Chronic renal insufficiency is the stage in chronic renal disease in which damage to the kidney has already impaired renal function but systemic manifestations are minimal. Because most patients with renal insufficiency are asymptomatic, the disease is usually identified because the serum creatinine levels are slightly elevated. Patients with chronic renal insufficiency typically have a GFR within the range of 30-75 ml/min.

In chronic renal failure, the renal dysfunction has progressed to a level that results in systemic manifestations. These include a rise in the blood concentration of urea, creatinine, and phosphate (all of which are normally removed by the kidneys), and other manifestations such as anemia, bone disease, acidosis, and salt and fluid retention. Growth failure may be seen in children. Most patients with chronic renal failure progress to end-stage renal disease.

End-stage renal disease (ESRD) is generally an irreversible state during which renal replacement therapy (dialysis or kidney transplantation) is needed to sustain life. Glomerular filtration rate in ESRD is usually less than 10 ml/min.

Diabetes mellitus is the primary cause of ESRD. Diabetic renal disease (diabetic nephropathy) represents a long-term complication of diabetes that results from direct vascular abnormalities. One of the early renal manifestations of diabetes is the presence of small quantities of albumin in the urine (microalbuminuria), which is an early sign of kidney disease. Susceptible individuals eventually develop persistent proteinuria, which presents increased risks of developing progressive renal disease and of death due to CVD (see below). Hence, the vascular abnormalities accompanying diabetes can produce chronic renal disease that, in turn, increases the risk for CVD. This scenario illustrates the intimate interaction between the kidney and CVD: Kidney disease can represent either a cause or a consequence of CVD .

Kidney Disease as a Cause of CV Disease
A primary kidney defect can produce hypertension. Renal-dependent increases in blood pressure can result from renal artery stenosis, activation of the renin-angiotensin system, and overproduction of other vasoactive substances of renal origin. A primary kidney defect is not the usual underlying cause of hypertension. (The most prevalent form of hypertension is essential hypertension, the cause of which is unknown.) However, the importance of the kidney in maintaining a constant effective blood volume has led many investigators to believe that hypertension cannot be sustained if renal function is normal.

Renal disease can also have adverse effects on the composition of plasma and extracellular fluid.
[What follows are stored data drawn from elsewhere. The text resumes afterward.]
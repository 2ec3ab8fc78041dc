use chrono::{DateTime, NaiveDate, NaiveTime, Utc};
use serde::{Deserialize, Serialize};
use std::collections::{BTreeMap, BTreeSet};
use std::fmt;

/// Identifier of a stored row. Ids are allocated from one counter shared by
/// every entity, so an id alone tells which table it lives in.
#[derive(Debug, Clone, Copy, PartialEq, Eq, PartialOrd, Ord, Hash, Serialize, Deserialize)]
#[serde(transparent)]
pub struct RowId(pub u64);

impl fmt::Display for RowId {
    fn fmt(&self, f: &mut fmt::Formatter<'_>) -> fmt::Result {
        write!(f, "#{}", self.0)
    }
}

#[derive(Debug, Clone, PartialEq, Eq)]
pub struct UnknownVariant {
    pub enumeration: &'static str,
    pub value: String,
}

impl fmt::Display for UnknownVariant {
    fn fmt(&self, f: &mut fmt::Formatter<'_>) -> fmt::Result {
        write!(f, "'{}' is not a valid {}", self.value, self.enumeration)
    }
}

impl std::error::Error for UnknownVariant {}

/// Declares a closed enumeration whose wire spelling is fixed by the record
/// contract, with the list of legal spellings exposed as `VARIANTS`.
macro_rules! closed_enum {
    ($(#[$meta:meta])* $name:ident { $($variant:ident => $text:literal),+ $(,)? }) => {
        $(#[$meta])*
        #[derive(Debug, Clone, Copy, PartialEq, Eq, PartialOrd, Ord, Hash, Serialize, Deserialize)]
        pub enum $name {
            $(#[serde(rename = $text)] $variant,)+
        }

        impl $name {
            pub const VARIANTS: &'static [&'static str] = &[$($text),+];

            pub fn as_str(self) -> &'static str {
                match self {
                    $(Self::$variant => $text,)+
                }
            }
        }

        impl std::str::FromStr for $name {
            type Err = UnknownVariant;

            fn from_str(s: &str) -> Result<Self, Self::Err> {
                match s {
                    $($text => Ok(Self::$variant),)+
                    other => Err(UnknownVariant {
                        enumeration: stringify!($name),
                        value: other.to_string(),
                    }),
                }
            }
        }

        impl fmt::Display for $name {
            fn fmt(&self, f: &mut fmt::Formatter<'_>) -> fmt::Result {
                f.write_str(self.as_str())
            }
        }
    };
}

closed_enum!(
    /// Every table the records core knows about.
    EntityKind {
        Account => "Account",
        Student => "Student",
        Faculty => "Faculty",
        Subject => "Subject",
        Attendance => "Attendance",
        FacultyAttendance => "FacultyAttendance",
        Grade => "Grade",
        Notification => "Notification",
        AiAnalytics => "AIAnalytics",
        ChatbotConversation => "ChatbotConversation",
    }
);

impl EntityKind {
    pub const ALL: [EntityKind; 10] = [
        EntityKind::Account,
        EntityKind::Student,
        EntityKind::Faculty,
        EntityKind::Subject,
        EntityKind::Attendance,
        EntityKind::FacultyAttendance,
        EntityKind::Grade,
        EntityKind::Notification,
        EntityKind::AiAnalytics,
        EntityKind::ChatbotConversation,
    ];
}

closed_enum!(Role { Admin => "admin", Faculty => "faculty", Student => "student" });

closed_enum!(RiskLevel { Low => "low", Medium => "medium", High => "high" });

closed_enum!(AttendanceStatus { Present => "present", Absent => "absent", Late => "late" });

closed_enum!(FacultyAttendanceStatus {
    Present => "present",
    Absent => "absent",
    Leave => "leave",
    HalfDay => "half_day",
});

closed_enum!(LeaveType {
    Sick => "sick",
    Casual => "casual",
    Earned => "earned",
    Maternity => "maternity",
    Other => "other",
});

closed_enum!(ExamType {
    Assignment => "assignment",
    Quiz => "quiz",
    Midterm => "midterm",
    Final => "final",
    Project => "project",
});

closed_enum!(NotificationType {
    Info => "info",
    Warning => "warning",
    Success => "success",
    Error => "error",
    AiAlert => "ai_alert",
});

closed_enum!(Priority { Low => "low", Medium => "medium", High => "high", Urgent => "urgent" });

closed_enum!(TargetRole { All => "all", Admin => "admin", Faculty => "faculty", Student => "student" });

closed_enum!(AnalyticsType {
    AttendancePrediction => "attendance_prediction",
    GradePrediction => "grade_prediction",
    PlacementAnalysis => "placement_analysis",
    BehaviorAnalysis => "behavior_analysis",
});

closed_enum!(AnalyticsStatus { Active => "active", Archived => "archived" });

closed_enum!(NotificationLevel { Low => "low", Medium => "medium", High => "high" });

closed_enum!(AnalyticsVisibility { Basic => "basic", Detailed => "detailed" });

closed_enum!(Sender { User => "user", Assistant => "assistant" });

// Structured sub-documents. Each replaces a free-form JSON column and is
// parsed strictly (unknown keys rejected) before a row is accepted.

#[derive(Debug, Clone, PartialEq, Serialize, Deserialize)]
#[serde(rename_all = "camelCase", deny_unknown_fields)]
pub struct AiPreferences {
    pub enable_predictions: bool,
    pub notification_level: NotificationLevel,
    pub analytics_visibility: AnalyticsVisibility,
}

impl Default for AiPreferences {
    fn default() -> Self {
        Self {
            enable_predictions: true,
            notification_level: NotificationLevel::Medium,
            analytics_visibility: AnalyticsVisibility::Detailed,
        }
    }
}

#[derive(Debug, Clone, Default, PartialEq, Serialize, Deserialize)]
#[serde(rename_all = "camelCase", deny_unknown_fields)]
pub struct AiInsights {
    #[serde(default)]
    pub strengths: Vec<String>,
    #[serde(default)]
    pub improvements: Vec<String>,
    /// Named probabilities, each a percentage.
    #[serde(default)]
    pub predictions: BTreeMap<String, f64>,
}

#[derive(Debug, Clone, Default, PartialEq, Serialize, Deserialize)]
#[serde(transparent)]
pub struct NotificationData(pub BTreeMap<String, String>);

/// Input window and signals an analytics run was computed from.
#[derive(Debug, Clone, PartialEq, Serialize, Deserialize)]
#[serde(rename_all = "camelCase", deny_unknown_fields)]
pub struct AnalyticsData {
    pub source: String,
    #[serde(default)]
    pub window_start: Option<NaiveDate>,
    #[serde(default)]
    pub window_end: Option<NaiveDate>,
    #[serde(default)]
    pub signals: BTreeMap<String, f64>,
}

#[derive(Debug, Clone, PartialEq, Serialize, Deserialize)]
#[serde(rename_all = "camelCase", deny_unknown_fields)]
pub struct SubjectForecast {
    pub subject_code: String,
    #[serde(default)]
    pub current_grade: Option<String>,
    pub predicted_grade: String,
}

/// Prediction payload of an AIAnalytics row, tagged with the analysis kind
/// so a payload can never be filed under the wrong `type`.
#[derive(Debug, Clone, PartialEq, Serialize, Deserialize)]
#[serde(tag = "kind", rename_all = "snake_case", deny_unknown_fields)]
pub enum Predictions {
    #[serde(rename_all = "camelCase")]
    AttendancePrediction { predicted_percentage: f64, at_risk: bool },
    #[serde(rename_all = "camelCase")]
    GradePrediction { forecasts: Vec<SubjectForecast> },
    #[serde(rename_all = "camelCase")]
    PlacementAnalysis {
        probability: f64,
        #[serde(default)]
        recommended_roles: Vec<String>,
    },
    #[serde(rename_all = "camelCase")]
    BehaviorAnalysis {
        score: f64,
        #[serde(default)]
        observations: Vec<String>,
    },
}

impl Predictions {
    pub fn kind(&self) -> AnalyticsType {
        match self {
            Predictions::AttendancePrediction { .. } => AnalyticsType::AttendancePrediction,
            Predictions::GradePrediction { .. } => AnalyticsType::GradePrediction,
            Predictions::PlacementAnalysis { .. } => AnalyticsType::PlacementAnalysis,
            Predictions::BehaviorAnalysis { .. } => AnalyticsType::BehaviorAnalysis,
        }
    }
}

#[derive(Debug, Clone, PartialEq, Serialize, Deserialize)]
#[serde(rename_all = "camelCase", deny_unknown_fields)]
pub struct ChatMessage {
    pub sender: Sender,
    pub content: String,
    pub sent_at: DateTime<Utc>,
}

#[derive(Debug, Clone, Default, PartialEq, Serialize, Deserialize)]
#[serde(rename_all = "camelCase", deny_unknown_fields)]
pub struct ConversationContext {
    #[serde(default)]
    pub portal: Option<Role>,
    #[serde(default)]
    pub topic: Option<String>,
    #[serde(default)]
    pub last_intent: Option<String>,
}

/// Typed view of a stored row. Rows are decoded into these after they pass
/// validation, so decoding only fails on a kind mismatch.
pub trait Entity: serde::de::DeserializeOwned {
    const KIND: EntityKind;
}

#[derive(Debug, Clone, PartialEq, Serialize, Deserialize)]
#[serde(rename_all = "camelCase")]
pub struct Account {
    pub id: RowId,
    pub email: String,
    pub password_hash: String,
    pub role: Role,
    pub first_name: String,
    pub last_name: String,
    pub profile_picture: Option<String>,
    pub is_active: bool,
    pub last_login: Option<DateTime<Utc>>,
    pub ai_preferences: AiPreferences,
    pub created_at: DateTime<Utc>,
    pub updated_at: DateTime<Utc>,
}

impl Account {
    pub fn full_name(&self) -> String {
        format!("{} {}", self.first_name, self.last_name)
    }
}

#[derive(Debug, Clone, PartialEq, Serialize, Deserialize)]
#[serde(rename_all = "camelCase")]
pub struct Student {
    pub id: RowId,
    pub account_id: RowId,
    pub roll_number: String,
    pub department: String,
    pub semester: u32,
    pub section: String,
    pub batch: String,
    pub admission_date: NaiveDate,
    pub guardian_name: Option<String>,
    pub guardian_contact: Option<String>,
    pub address: Option<String>,
    pub cgpa: f64,
    pub attendance_risk: RiskLevel,
    pub academic_risk: RiskLevel,
    pub placement_probability: f64,
    pub behavior_score: f64,
    pub ai_insights: AiInsights,
    pub created_at: DateTime<Utc>,
    pub updated_at: DateTime<Utc>,
}

#[derive(Debug, Clone, PartialEq, Serialize, Deserialize)]
#[serde(rename_all = "camelCase")]
pub struct Faculty {
    pub id: RowId,
    pub account_id: RowId,
    pub employee_id: String,
    pub department: String,
    pub designation: String,
    pub specialization: Option<String>,
    pub joining_date: NaiveDate,
    pub contact: Option<String>,
    pub assigned_sections: Vec<String>,
    pub subjects: BTreeSet<RowId>,
    pub total_working_days: u32,
    pub present_days: u32,
    pub attendance_percentage: f64,
    pub created_at: DateTime<Utc>,
    pub updated_at: DateTime<Utc>,
}

#[derive(Debug, Clone, PartialEq, Serialize, Deserialize)]
#[serde(rename_all = "camelCase")]
pub struct Subject {
    pub id: RowId,
    pub name: String,
    pub code: String,
    pub department: String,
    pub semester: u32,
    pub credits: u32,
    pub faculty_id: Option<RowId>,
    pub created_at: DateTime<Utc>,
    pub updated_at: DateTime<Utc>,
}

#[derive(Debug, Clone, PartialEq, Serialize, Deserialize)]
#[serde(rename_all = "camelCase")]
pub struct Attendance {
    pub id: RowId,
    pub student_id: RowId,
    pub subject_id: RowId,
    pub faculty_id: RowId,
    pub date: NaiveDate,
    pub status: AttendanceStatus,
    pub marked_by: Option<RowId>,
    pub is_pattern_anomaly: bool,
    pub risk_score: f64,
    pub created_at: DateTime<Utc>,
    pub updated_at: DateTime<Utc>,
}

#[derive(Debug, Clone, PartialEq, Serialize, Deserialize)]
#[serde(rename_all = "camelCase")]
pub struct FacultyAttendance {
    pub id: RowId,
    pub faculty_id: RowId,
    pub date: NaiveDate,
    pub check_in_time: Option<NaiveTime>,
    pub check_out_time: Option<NaiveTime>,
    pub status: FacultyAttendanceStatus,
    pub marked_by: Option<RowId>,
    pub leave_type: Option<LeaveType>,
    pub remarks: Option<String>,
    pub created_at: DateTime<Utc>,
    pub updated_at: DateTime<Utc>,
}

#[derive(Debug, Clone, PartialEq, Serialize, Deserialize)]
#[serde(rename_all = "camelCase")]
pub struct Grade {
    pub id: RowId,
    pub student_id: RowId,
    pub subject_id: RowId,
    pub exam_type: ExamType,
    pub marks: f64,
    pub max_marks: f64,
    pub semester: u32,
    pub grade: Option<String>,
    pub predicted_grade: Option<String>,
    pub improvement_suggestions: Vec<String>,
    pub created_at: DateTime<Utc>,
    pub updated_at: DateTime<Utc>,
}

impl Grade {
    pub fn percentage(&self) -> f64 {
        self.marks / self.max_marks * 100.0
    }
}

#[derive(Debug, Clone, PartialEq, Serialize, Deserialize)]
#[serde(rename_all = "camelCase")]
pub struct Notification {
    pub id: RowId,
    pub title: String,
    pub message: String,
    #[serde(rename = "type")]
    pub kind: NotificationType,
    pub priority: Priority,
    pub target_role: TargetRole,
    pub target_users: BTreeSet<RowId>,
    pub is_read: bool,
    #[serde(rename = "isAIGenerated")]
    pub is_ai_generated: bool,
    pub data: NotificationData,
    pub expires_at: Option<DateTime<Utc>>,
    pub expired: bool,
    pub created_at: DateTime<Utc>,
    pub updated_at: DateTime<Utc>,
}

impl Notification {
    /// Whether this notification should be shown to `account`. Expired
    /// notifications are addressed to nobody.
    pub fn is_addressed_to(&self, account: &Account) -> bool {
        if self.expired {
            return false;
        }
        let role_matches = match self.target_role {
            TargetRole::All => true,
            TargetRole::Admin => account.role == Role::Admin,
            TargetRole::Faculty => account.role == Role::Faculty,
            TargetRole::Student => account.role == Role::Student,
        };
        role_matches && (self.target_users.is_empty() || self.target_users.contains(&account.id))
    }
}

#[derive(Debug, Clone, PartialEq, Serialize, Deserialize)]
#[serde(rename_all = "camelCase")]
pub struct AiAnalytics {
    pub id: RowId,
    #[serde(rename = "type")]
    pub kind: AnalyticsType,
    pub student_id: RowId,
    pub data: AnalyticsData,
    pub predictions: Predictions,
    pub confidence: f64,
    pub status: AnalyticsStatus,
    pub valid_until: Option<DateTime<Utc>>,
    pub created_at: DateTime<Utc>,
    pub updated_at: DateTime<Utc>,
}

#[derive(Debug, Clone, PartialEq, Serialize, Deserialize)]
#[serde(rename_all = "camelCase")]
pub struct ChatbotConversation {
    pub id: RowId,
    pub account_id: RowId,
    pub session_id: String,
    pub messages: Vec<ChatMessage>,
    pub context: ConversationContext,
    pub is_active: bool,
    pub satisfaction: Option<u8>,
    pub created_at: DateTime<Utc>,
    pub updated_at: DateTime<Utc>,
}

macro_rules! entity_kind {
    ($($ty:ty => $kind:ident),+ $(,)?) => {
        $(impl Entity for $ty {
            const KIND: EntityKind = EntityKind::$kind;
        })+
    };
}

entity_kind!(
    Account => Account,
    Student => Student,
    Faculty => Faculty,
    Subject => Subject,
    Attendance => Attendance,
    FacultyAttendance => FacultyAttendance,
    Grade => Grade,
    Notification => Notification,
    AiAnalytics => AiAnalytics,
    ChatbotConversation => ChatbotConversation,
);
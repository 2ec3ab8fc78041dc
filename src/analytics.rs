use serde::Serialize;
use std::collections::{BTreeMap, BTreeSet};

use crate::error::{Violation, ViolationKind};
use crate::model::{AiInsights, AnalyticsData, AnalyticsType, EntityKind, Predictions};
use crate::value::{is_grade_letter, Row};

/// Shape and legal ranges of the values an external analytics process writes
/// back into the records. Nothing here computes a score; it only decides
/// whether a submitted one is acceptable.
#[derive(Debug, Clone, Serialize)]
pub struct AnalyticsContract {
    derived: BTreeMap<EntityKind, &'static [&'static str]>,
}

impl AnalyticsContract {
    pub fn standard() -> Self {
        let mut derived: BTreeMap<EntityKind, &'static [&'static str]> = BTreeMap::new();
        derived.insert(
            EntityKind::Student,
            &[
                "attendanceRisk",
                "academicRisk",
                "placementProbability",
                "behaviorScore",
                "aiInsights",
            ],
        );
        derived.insert(EntityKind::Attendance, &["riskScore", "isPatternAnomaly"]);
        derived.insert(EntityKind::Grade, &["predictedGrade"]);
        derived.insert(
            EntityKind::AiAnalytics,
            &["type", "data", "predictions", "confidence", "validUntil"],
        );
        Self { derived }
    }

    pub fn is_derived(&self, kind: EntityKind, field: &str) -> bool {
        self.derived_fields(kind).iter().any(|name| *name == field)
    }

    pub fn derived_fields(&self, kind: EntityKind) -> &'static [&'static str] {
        self.derived.get(&kind).copied().unwrap_or(&[])
    }

    /// Contract violations in `row`. Fields listed in `skip` already failed an
    /// earlier check and are not looked at again.
    pub fn check(&self, kind: EntityKind, row: &Row, skip: &BTreeSet<String>) -> Vec<Violation> {
        let usable = |field: &str| !skip.contains(field);
        let mut violations = Vec::new();

        match kind {
            EntityKind::AiAnalytics => {
                if usable("predictions") && usable("type") {
                    let declared = row
                        .get("type")
                        .and_then(|value| value.as_str())
                        .and_then(|text| text.parse::<AnalyticsType>().ok());
                    let payload = row.get("predictions").and_then(|value| value.decode::<Predictions>());
                    if let (Some(declared), Some(payload)) = (declared, payload) {
                        if let Err(reason) = check_predictions(declared, &payload) {
                            violations.push(contract("predictions", reason));
                        }
                    }
                }
                if usable("data") {
                    if let Some(data) = row.get("data").and_then(|value| value.decode::<AnalyticsData>()) {
                        if let Err(reason) = check_analytics_data(&data) {
                            violations.push(contract("data", reason));
                        }
                    }
                }
            }
            EntityKind::Student if usable("aiInsights") => {
                if let Some(insights) = row.get("aiInsights").and_then(|value| value.decode::<AiInsights>()) {
                    if let Err(reason) = check_insights(&insights) {
                        violations.push(contract("aiInsights", reason));
                    }
                }
            }
            _ => {}
        }
        violations
    }
}

fn contract(field: &str, reason: String) -> Violation {
    Violation::new(field, ViolationKind::Contract { reason })
}

fn within(value: f64, min: f64, max: f64) -> bool {
    value.is_finite() && value >= min && value <= max
}

fn check_predictions(declared: AnalyticsType, payload: &Predictions) -> Result<(), String> {
    if payload.kind() != declared {
        return Err(format!(
            "predictions are a {} payload but type is {declared}",
            payload.kind()
        ));
    }
    match payload {
        Predictions::AttendancePrediction { predicted_percentage, .. } => {
            if !within(*predicted_percentage, 0.0, 100.0) {
                return Err(format!("predictedPercentage {predicted_percentage} is outside [0, 100]"));
            }
        }
        Predictions::PlacementAnalysis { probability, .. } => {
            if !within(*probability, 0.0, 100.0) {
                return Err(format!("probability {probability} is outside [0, 100]"));
            }
        }
        Predictions::BehaviorAnalysis { score, .. } => {
            if !within(*score, 0.0, 10.0) {
                return Err(format!("score {score} is outside [0, 10]"));
            }
        }
        Predictions::GradePrediction { forecasts } => {
            for forecast in forecasts {
                if forecast.subject_code.trim().is_empty() {
                    return Err("forecast subjectCode must not be blank".to_string());
                }
                let letters = std::iter::once(&forecast.predicted_grade).chain(&forecast.current_grade);
                if let Some(bad) = letters.into_iter().find(|letter| !is_grade_letter(letter)) {
                    return Err(format!(
                        "'{bad}' for {} is not a grade letter",
                        forecast.subject_code
                    ));
                }
            }
        }
    }
    Ok(())
}

fn check_analytics_data(data: &AnalyticsData) -> Result<(), String> {
    if data.source.trim().is_empty() {
        return Err("source must not be blank".to_string());
    }
    if let (Some(start), Some(end)) = (data.window_start, data.window_end) {
        if start > end {
            return Err(format!("window starts {start} after it ends {end}"));
        }
    }
    if let Some((name, _)) = data.signals.iter().find(|(_, value)| !value.is_finite()) {
        return Err(format!("signal '{name}' is not a finite number"));
    }
    Ok(())
}

fn check_insights(insights: &AiInsights) -> Result<(), String> {
    match insights
        .predictions
        .iter()
        .find(|(_, value)| !within(**value, 0.0, 100.0))
    {
        Some((name, value)) => Err(format!("prediction '{name}' = {value} is outside [0, 100]")),
        None => Ok(()),
    }
}
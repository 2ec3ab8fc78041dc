#![allow(dead_code)]

use chrono::{DateTime, TimeZone, Utc};
use serde_json::json;
use std::sync::Arc;

use college_records::database::{Database, Profile, Record};
use college_records::lifecycle::ManualClock;
use college_records::model::{EntityKind, RowId};
use college_records::value::FieldMap;

pub const HASH: &str = "$2b$10$N9qo8uLOickgx2ZMRZoMyeIjZAgcfl7p92ldGxad68LJZdL17lhWy";

pub fn start() -> DateTime<Utc> {
    Utc.with_ymd_and_hms(2024, 9, 2, 9, 0, 0).unwrap()
}

pub fn setup() -> (Arc<Database>, Arc<ManualClock>) {
    let clock = Arc::new(ManualClock::new(start()));
    let db = Database::standard(clock.clone()).unwrap();
    (Arc::new(db), clock)
}

pub fn fields(value: serde_json::Value) -> FieldMap {
    match value {
        serde_json::Value::Object(map) => map,
        other => panic!("not an object: {other}"),
    }
}

pub fn account(email: &str, role: &str) -> FieldMap {
    fields(json!({
        "email": email,
        "passwordHash": HASH,
        "role": role,
        "firstName": "Kiran",
        "lastName": "Rao"
    }))
}

pub fn student_profile(roll_number: &str) -> Profile {
    Profile::Student(fields(json!({
        "rollNumber": roll_number,
        "department": "Computer Science",
        "semester": 3,
        "section": "A",
        "batch": "2023",
        "admissionDate": "2023-07-15"
    })))
}

pub fn faculty_profile(employee_id: &str) -> Profile {
    Profile::Faculty(fields(json!({
        "employeeId": employee_id,
        "department": "Computer Science",
        "designation": "Assistant Professor",
        "joiningDate": "2018-06-01"
    })))
}

/// Enrolls a student and returns (account id, student id).
pub fn enroll_student(db: &Database, email: &str, roll_number: &str) -> (RowId, RowId) {
    let enrollment = db
        .enroll(&account(email, "student"), &student_profile(roll_number))
        .unwrap();
    (enrollment.account.id, enrollment.profile.id)
}

/// Enrolls a faculty member and returns (account id, faculty id).
pub fn enroll_faculty(db: &Database, email: &str, employee_id: &str) -> (RowId, RowId) {
    let enrollment = db
        .enroll(&account(email, "faculty"), &faculty_profile(employee_id))
        .unwrap();
    (enrollment.account.id, enrollment.profile.id)
}

pub fn subject(db: &Database, code: &str, faculty: Option<RowId>) -> RowId {
    let mut raw = fields(json!({
        "name": "Data Structures",
        "code": code,
        "department": "Computer Science",
        "semester": 3,
        "credits": 4
    }));
    if let Some(faculty) = faculty {
        raw.insert("facultyId".to_string(), json!(faculty.0));
    }
    db.create(EntityKind::Subject, &raw).unwrap().id
}

pub fn grade(db: &Database, student: RowId, subject: RowId, marks: f64, max_marks: f64) -> Record {
    db.create(
        EntityKind::Grade,
        &fields(json!({
            "studentId": student.0,
            "subjectId": subject.0,
            "examType": "midterm",
            "marks": marks,
            "maxMarks": max_marks,
            "semester": 3
        })),
    )
    .unwrap()
}
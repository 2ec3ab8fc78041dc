//! Timestamps, time-bounded validity and the periodic staleness sweep.

use chrono::{DateTime, Duration, Utc};
use serde::Serialize;
use std::sync::{Arc, Mutex, PoisonError};
use tracing::{debug, info, warn};

use crate::database::Database;
use crate::model::{AnalyticsStatus, EntityKind, RowId};
use crate::value::{Row, Value};

/// Source of "now" for timestamps and sweeps.
pub trait Clock: Send + Sync {
    fn now(&self) -> DateTime<Utc>;
}

#[derive(Debug, Clone, Copy, Default)]
pub struct SystemClock;

impl Clock for SystemClock {
    fn now(&self) -> DateTime<Utc> {
        Utc::now()
    }
}

/// A clock that only moves when told to.
#[derive(Debug)]
pub struct ManualClock {
    now: Mutex<DateTime<Utc>>,
}

impl ManualClock {
    pub fn new(now: DateTime<Utc>) -> Self {
        Self { now: Mutex::new(now) }
    }

    pub fn set(&self, now: DateTime<Utc>) {
        *self.now.lock().unwrap_or_else(PoisonError::into_inner) = now;
    }

    pub fn advance(&self, by: Duration) {
        let mut now = self.now.lock().unwrap_or_else(PoisonError::into_inner);
        *now += by;
    }
}

impl Clock for ManualClock {
    fn now(&self) -> DateTime<Utc> {
        *self.now.lock().unwrap_or_else(PoisonError::into_inner)
    }
}

pub(crate) fn stamp_created(row: &mut Row, id: RowId, now: DateTime<Utc>) {
    row.insert("id", Value::Integer(id.0 as i64));
    row.insert("createdAt", Value::Timestamp(now));
    row.insert("updatedAt", Value::Timestamp(now));
}

pub(crate) fn stamp_updated(row: &mut Row, now: DateTime<Utc>) {
    row.insert("updatedAt", Value::Timestamp(now));
}

fn elapsed(row: &Row, field: &str, now: DateTime<Utc>) -> bool {
    row.get(field)
        .and_then(Value::as_timestamp)
        .is_some_and(|at| at <= now)
}

fn is_active_analytics(row: &Row) -> bool {
    row.get("status").and_then(Value::as_str) == Some(AnalyticsStatus::Active.as_str())
}

/// An unexpired notification whose `expiresAt` has passed.
pub fn notification_expired(row: &Row, now: DateTime<Utc>) -> bool {
    row.get("expired").and_then(Value::as_bool) != Some(true) && elapsed(row, "expiresAt", now)
}

/// An active analytics row whose `validUntil` has passed.
pub fn analytics_lapsed(row: &Row, now: DateTime<Utc>) -> bool {
    is_active_analytics(row) && elapsed(row, "validUntil", now)
}

/// Whether committing `newer` retires `older`: both active and computed for
/// the same student and analysis type.
pub fn supersedes(newer: &Row, older: &Row) -> bool {
    is_active_analytics(newer)
        && is_active_analytics(older)
        && ["studentId", "type"]
            .iter()
            .all(|field| newer.get(field).is_some() && newer.get(field) == older.get(field))
}

pub(crate) fn mark_expired(row: &mut Row) {
    row.insert("expired", Value::Bool(true));
}

pub(crate) fn archive(row: &mut Row) {
    row.insert("status", Value::Text(AnalyticsStatus::Archived.to_string()));
}

#[derive(Debug, Clone, PartialEq, Serialize)]
#[serde(rename_all = "camelCase")]
pub struct SweepReport {
    pub now: DateTime<Utc>,
    pub expired_notifications: Vec<RowId>,
    pub archived_analytics: Vec<RowId>,
    /// Another sweep held the lock; nothing was examined.
    pub skipped: bool,
}

impl SweepReport {
    fn skipped(now: DateTime<Utc>) -> Self {
        Self {
            now,
            expired_notifications: Vec::new(),
            archived_analytics: Vec::new(),
            skipped: true,
        }
    }

    pub fn is_empty(&self) -> bool {
        self.expired_notifications.is_empty() && self.archived_analytics.is_empty()
    }
}

/// Runs the staleness sweep, one at a time.
pub struct Sweeper {
    db: Arc<Database>,
    running: Mutex<()>,
}

impl Sweeper {
    pub fn new(db: Arc<Database>) -> Self {
        Self {
            db,
            running: Mutex::new(()),
        }
    }

    /// Marks notifications with `expiresAt <= now` as expired and archives
    /// active analytics with `validUntil <= now`. Rows already handled by an
    /// earlier sweep are not reported again.
    pub fn sweep(&self, now: DateTime<Utc>) -> SweepReport {
        let _guard = match self.running.try_lock() {
            Ok(guard) => guard,
            Err(std::sync::TryLockError::Poisoned(poisoned)) => poisoned.into_inner(),
            Err(std::sync::TryLockError::WouldBlock) => {
                warn!(%now, "sweep already running, skipping");
                return SweepReport::skipped(now);
            }
        };

        let expired_notifications = self.db.modify_where(
            EntityKind::Notification,
            now,
            |row| notification_expired(row, now),
            mark_expired,
        );
        let archived_analytics = self.db.modify_where(
            EntityKind::AiAnalytics,
            now,
            |row| analytics_lapsed(row, now),
            archive,
        );

        let report = SweepReport {
            now,
            expired_notifications,
            archived_analytics,
            skipped: false,
        };
        if report.is_empty() {
            debug!(%now, "sweep found nothing stale");
        } else {
            info!(
                %now,
                expired_notifications = report.expired_notifications.len(),
                archived_analytics = report.archived_analytics.len(),
                "sweep complete"
            );
        }
        report
    }

    pub fn sweep_now(&self) -> SweepReport {
        self.sweep(self.db.now())
    }
}

/// Runs `sweeper` every `every` on the tokio runtime. Each sweep holds the
/// store's write lock, so it runs on the blocking pool.
pub fn spawn(sweeper: Arc<Sweeper>, every: std::time::Duration) -> tokio::task::JoinHandle<()> {
    tokio::spawn(async move {
        let mut ticker = tokio::time::interval(every);
        ticker.set_missed_tick_behavior(tokio::time::MissedTickBehavior::Skip);
        loop {
            ticker.tick().await;
            let sweeper = Arc::clone(&sweeper);
            if let Err(err) = tokio::task::spawn_blocking(move || sweeper.sweep_now()).await {
                warn!(error = %err, "scheduled sweep did not complete");
            }
        }
    })
}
For example, electrolyte imbalances in renal disease can lead to cardiac arrhythmias. Renal disease can also adversely alter plasma lipid profiles. Hyperlipidemia during nephrotic syndrome results from both increased synthesis and decreased clearance of lipoproteins from the body. Typically, these patients display increased levels of VLDL, LDL and lipoprotein(a), with little change in HDL levels. These pro-atherosclerotic alterations in the plasma lipid profile represent significant risk factors for coronary artery disease.

Kidney Disease as a Consequence of CV Disease
Malignant and severe hypertension can cause renal damage that is dramatic, extensive, and rapidly progressive. Nephrosclerotic damage develops slowly and appears late in hypertension; however, the incidence of ESRD associated with hypertension is on the rise. There are several major obstacles impeding the goal of reducing the incidence of hypertension-induced renal failure: under-diagnosis of renal damage in hypertension, insufficient lowering of blood pressure in clinical practice, or inability of antihypertensive drugs to lower blood pressure sufficiently to preserve the kidney (a goal that may need specific drugs that act, for example, on the renin-angiotensin system).

Congestive heart failure can also cause renal failure. Early complications of cardiac insufficiency include renal vasoconstriction and the development of sodium and water retention, which are hallmarks of the very early stages of congestive heart failure. Heart failure is a physiologically delicate condition in which therapy is designed to block the sodium retention and simultaneously interrupt excessively activated neurohumoral mechanisms. Profound reduction of cardiac output and arterial hypotension in severe heart failure may lead to acute renal failure.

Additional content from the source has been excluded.